[Extracted entries]
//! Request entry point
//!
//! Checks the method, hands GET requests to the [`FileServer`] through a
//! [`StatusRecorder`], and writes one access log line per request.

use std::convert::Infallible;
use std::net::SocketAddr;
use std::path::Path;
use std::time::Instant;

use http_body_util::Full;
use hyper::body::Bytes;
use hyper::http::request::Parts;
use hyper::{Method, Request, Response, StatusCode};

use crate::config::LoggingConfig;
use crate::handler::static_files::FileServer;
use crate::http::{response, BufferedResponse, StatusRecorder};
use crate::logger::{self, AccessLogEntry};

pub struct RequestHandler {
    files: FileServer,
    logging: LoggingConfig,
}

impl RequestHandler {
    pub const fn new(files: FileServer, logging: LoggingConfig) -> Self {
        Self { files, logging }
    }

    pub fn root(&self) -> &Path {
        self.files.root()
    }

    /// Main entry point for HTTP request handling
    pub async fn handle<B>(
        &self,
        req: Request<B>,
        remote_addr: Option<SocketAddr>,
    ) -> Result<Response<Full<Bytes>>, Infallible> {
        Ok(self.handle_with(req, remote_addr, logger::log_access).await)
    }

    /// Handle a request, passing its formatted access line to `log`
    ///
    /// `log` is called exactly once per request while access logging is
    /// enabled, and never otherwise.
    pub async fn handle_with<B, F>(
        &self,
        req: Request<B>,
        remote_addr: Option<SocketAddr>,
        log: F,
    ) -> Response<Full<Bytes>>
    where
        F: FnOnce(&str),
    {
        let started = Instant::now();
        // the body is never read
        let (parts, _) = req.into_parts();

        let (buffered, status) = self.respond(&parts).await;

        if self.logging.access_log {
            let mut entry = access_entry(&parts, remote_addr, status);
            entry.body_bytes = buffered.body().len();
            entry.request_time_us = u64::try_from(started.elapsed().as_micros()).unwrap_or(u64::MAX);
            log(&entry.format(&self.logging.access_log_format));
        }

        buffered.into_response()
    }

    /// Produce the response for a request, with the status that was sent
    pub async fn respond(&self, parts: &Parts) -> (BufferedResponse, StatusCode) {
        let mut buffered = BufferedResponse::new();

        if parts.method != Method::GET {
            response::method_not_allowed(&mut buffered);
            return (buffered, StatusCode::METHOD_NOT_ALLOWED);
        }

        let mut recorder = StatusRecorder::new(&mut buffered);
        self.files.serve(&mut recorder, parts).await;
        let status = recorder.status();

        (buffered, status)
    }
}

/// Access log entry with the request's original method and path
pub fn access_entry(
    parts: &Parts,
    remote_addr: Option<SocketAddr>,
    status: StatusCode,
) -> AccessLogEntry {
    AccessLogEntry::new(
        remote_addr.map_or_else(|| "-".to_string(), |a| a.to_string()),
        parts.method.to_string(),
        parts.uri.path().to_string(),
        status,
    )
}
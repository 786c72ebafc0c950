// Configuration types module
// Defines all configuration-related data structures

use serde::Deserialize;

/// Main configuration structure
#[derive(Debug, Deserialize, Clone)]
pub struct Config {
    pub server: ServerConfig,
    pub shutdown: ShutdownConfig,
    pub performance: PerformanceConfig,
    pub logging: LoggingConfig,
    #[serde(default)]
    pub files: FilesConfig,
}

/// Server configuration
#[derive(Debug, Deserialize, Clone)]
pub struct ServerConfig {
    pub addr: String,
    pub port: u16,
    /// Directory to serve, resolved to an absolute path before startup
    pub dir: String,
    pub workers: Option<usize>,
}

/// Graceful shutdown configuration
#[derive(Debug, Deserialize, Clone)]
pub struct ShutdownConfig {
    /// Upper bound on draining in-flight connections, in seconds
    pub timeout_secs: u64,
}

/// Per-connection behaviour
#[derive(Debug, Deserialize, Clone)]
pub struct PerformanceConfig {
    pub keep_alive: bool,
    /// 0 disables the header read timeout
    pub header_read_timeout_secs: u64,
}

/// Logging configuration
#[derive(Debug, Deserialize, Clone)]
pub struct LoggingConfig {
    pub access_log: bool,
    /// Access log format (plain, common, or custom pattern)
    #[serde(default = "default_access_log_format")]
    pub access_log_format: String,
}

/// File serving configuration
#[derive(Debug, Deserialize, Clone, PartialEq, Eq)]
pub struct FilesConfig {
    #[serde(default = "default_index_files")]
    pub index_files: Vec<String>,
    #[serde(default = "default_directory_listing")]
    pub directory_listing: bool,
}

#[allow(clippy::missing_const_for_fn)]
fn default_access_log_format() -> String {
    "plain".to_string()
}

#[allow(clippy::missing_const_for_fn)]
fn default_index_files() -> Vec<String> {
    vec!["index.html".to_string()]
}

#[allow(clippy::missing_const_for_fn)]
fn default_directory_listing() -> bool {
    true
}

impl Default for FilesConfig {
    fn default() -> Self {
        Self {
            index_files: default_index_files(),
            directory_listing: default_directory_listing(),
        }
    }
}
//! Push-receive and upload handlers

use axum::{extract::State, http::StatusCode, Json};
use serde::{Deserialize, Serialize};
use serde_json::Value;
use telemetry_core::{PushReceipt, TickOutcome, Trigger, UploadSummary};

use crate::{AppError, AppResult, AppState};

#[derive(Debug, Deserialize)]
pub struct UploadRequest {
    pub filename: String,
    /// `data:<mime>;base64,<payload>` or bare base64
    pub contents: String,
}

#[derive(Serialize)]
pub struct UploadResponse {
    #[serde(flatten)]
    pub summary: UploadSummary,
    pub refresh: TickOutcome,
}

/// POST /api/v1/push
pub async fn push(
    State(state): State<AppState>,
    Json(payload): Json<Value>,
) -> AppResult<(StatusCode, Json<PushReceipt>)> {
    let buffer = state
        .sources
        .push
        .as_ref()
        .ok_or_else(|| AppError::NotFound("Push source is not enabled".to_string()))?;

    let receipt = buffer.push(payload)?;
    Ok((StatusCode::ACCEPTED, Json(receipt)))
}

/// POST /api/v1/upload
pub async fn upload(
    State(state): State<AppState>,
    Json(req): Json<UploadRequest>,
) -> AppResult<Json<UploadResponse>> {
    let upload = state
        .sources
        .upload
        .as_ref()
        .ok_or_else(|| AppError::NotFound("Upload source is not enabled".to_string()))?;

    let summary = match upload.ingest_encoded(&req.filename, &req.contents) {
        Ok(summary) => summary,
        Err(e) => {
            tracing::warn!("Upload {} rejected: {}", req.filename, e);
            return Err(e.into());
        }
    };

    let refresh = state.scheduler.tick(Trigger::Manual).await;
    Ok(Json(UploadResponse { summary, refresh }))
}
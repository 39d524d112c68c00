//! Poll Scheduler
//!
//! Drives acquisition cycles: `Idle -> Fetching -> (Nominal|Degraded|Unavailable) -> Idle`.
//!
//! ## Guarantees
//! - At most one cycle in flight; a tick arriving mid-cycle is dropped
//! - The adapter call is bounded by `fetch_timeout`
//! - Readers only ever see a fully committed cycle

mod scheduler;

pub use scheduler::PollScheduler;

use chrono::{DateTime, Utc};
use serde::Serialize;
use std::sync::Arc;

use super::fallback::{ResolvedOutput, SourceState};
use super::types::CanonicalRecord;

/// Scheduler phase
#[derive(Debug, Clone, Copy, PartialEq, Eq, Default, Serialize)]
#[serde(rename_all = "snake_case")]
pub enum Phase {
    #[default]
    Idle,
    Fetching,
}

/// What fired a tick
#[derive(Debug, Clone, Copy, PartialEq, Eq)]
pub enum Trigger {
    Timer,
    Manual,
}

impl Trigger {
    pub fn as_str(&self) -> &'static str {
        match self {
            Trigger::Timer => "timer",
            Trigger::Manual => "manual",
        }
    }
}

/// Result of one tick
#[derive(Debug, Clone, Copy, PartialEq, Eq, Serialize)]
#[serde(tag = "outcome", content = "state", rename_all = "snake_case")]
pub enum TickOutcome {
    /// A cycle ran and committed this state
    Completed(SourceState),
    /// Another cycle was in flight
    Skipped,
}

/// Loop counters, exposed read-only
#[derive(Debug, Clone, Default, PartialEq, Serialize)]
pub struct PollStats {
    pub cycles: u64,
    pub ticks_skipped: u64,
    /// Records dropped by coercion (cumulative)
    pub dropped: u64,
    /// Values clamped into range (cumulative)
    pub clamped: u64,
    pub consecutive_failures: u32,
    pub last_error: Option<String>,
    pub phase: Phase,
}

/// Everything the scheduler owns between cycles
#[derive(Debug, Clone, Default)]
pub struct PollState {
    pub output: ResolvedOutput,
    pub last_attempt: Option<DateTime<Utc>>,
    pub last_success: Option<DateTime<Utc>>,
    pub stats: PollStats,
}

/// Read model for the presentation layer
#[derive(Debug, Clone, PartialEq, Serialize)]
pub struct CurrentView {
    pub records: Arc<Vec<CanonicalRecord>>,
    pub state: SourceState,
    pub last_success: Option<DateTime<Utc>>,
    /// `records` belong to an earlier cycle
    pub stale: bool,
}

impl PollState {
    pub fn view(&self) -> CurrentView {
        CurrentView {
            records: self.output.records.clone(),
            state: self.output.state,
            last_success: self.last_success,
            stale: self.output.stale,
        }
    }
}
[/Extracted entries]
[Extracted entries]
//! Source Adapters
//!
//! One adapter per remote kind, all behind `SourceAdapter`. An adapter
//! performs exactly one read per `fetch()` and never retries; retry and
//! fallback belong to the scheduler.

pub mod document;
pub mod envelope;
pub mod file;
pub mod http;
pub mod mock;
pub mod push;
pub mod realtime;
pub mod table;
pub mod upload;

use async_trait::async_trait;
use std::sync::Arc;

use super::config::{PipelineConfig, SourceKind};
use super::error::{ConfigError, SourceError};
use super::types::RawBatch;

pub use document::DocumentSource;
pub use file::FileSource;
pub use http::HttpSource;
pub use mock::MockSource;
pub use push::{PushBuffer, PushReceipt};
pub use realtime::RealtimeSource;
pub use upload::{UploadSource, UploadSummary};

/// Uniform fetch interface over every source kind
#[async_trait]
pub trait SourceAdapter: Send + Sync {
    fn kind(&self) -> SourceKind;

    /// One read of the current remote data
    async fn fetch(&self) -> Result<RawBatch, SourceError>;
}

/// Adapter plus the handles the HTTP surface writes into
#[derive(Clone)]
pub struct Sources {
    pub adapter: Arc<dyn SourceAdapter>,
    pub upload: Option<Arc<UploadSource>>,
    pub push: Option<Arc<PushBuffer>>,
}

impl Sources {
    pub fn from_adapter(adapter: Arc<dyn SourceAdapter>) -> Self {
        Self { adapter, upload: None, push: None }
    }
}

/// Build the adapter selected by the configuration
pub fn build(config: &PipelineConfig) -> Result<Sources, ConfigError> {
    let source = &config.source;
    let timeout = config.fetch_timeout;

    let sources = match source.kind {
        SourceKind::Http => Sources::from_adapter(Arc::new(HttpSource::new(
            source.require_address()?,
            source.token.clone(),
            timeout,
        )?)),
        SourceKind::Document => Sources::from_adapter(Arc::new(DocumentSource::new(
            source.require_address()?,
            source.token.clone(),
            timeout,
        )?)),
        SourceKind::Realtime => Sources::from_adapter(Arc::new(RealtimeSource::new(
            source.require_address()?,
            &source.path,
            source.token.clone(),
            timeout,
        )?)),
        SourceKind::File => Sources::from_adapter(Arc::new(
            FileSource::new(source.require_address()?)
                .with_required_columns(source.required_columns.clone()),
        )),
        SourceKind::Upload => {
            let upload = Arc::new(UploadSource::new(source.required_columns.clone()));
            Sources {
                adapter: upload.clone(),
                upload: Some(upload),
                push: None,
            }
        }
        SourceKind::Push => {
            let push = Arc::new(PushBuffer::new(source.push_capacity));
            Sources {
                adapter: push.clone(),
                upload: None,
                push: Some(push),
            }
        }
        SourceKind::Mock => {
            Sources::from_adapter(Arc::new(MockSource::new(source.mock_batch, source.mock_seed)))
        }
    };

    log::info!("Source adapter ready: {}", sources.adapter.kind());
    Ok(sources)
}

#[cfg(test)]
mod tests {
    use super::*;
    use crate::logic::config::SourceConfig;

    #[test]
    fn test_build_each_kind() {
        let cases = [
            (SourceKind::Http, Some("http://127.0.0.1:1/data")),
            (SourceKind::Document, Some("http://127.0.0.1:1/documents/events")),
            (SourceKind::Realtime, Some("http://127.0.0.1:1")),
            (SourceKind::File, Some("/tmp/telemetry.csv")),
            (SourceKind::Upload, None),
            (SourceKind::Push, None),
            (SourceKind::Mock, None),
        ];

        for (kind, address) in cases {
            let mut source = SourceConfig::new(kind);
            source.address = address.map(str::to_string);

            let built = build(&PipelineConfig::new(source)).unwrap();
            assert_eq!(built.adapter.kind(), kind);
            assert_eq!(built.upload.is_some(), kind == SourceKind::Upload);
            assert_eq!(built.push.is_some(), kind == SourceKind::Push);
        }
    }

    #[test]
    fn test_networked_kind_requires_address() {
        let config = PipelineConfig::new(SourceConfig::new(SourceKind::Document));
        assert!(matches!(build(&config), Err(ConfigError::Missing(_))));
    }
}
[/Extracted entries]
Problem statement:
Look through the records and copy every line that has the word "data".

Task output:
// Defines all configuration-related data structures
    /// `data:<mime>;base64,<payload>` or bare base64
    /// One read of the current remote data
            (SourceKind::Http, Some("http://127.0.0.1:1/data")),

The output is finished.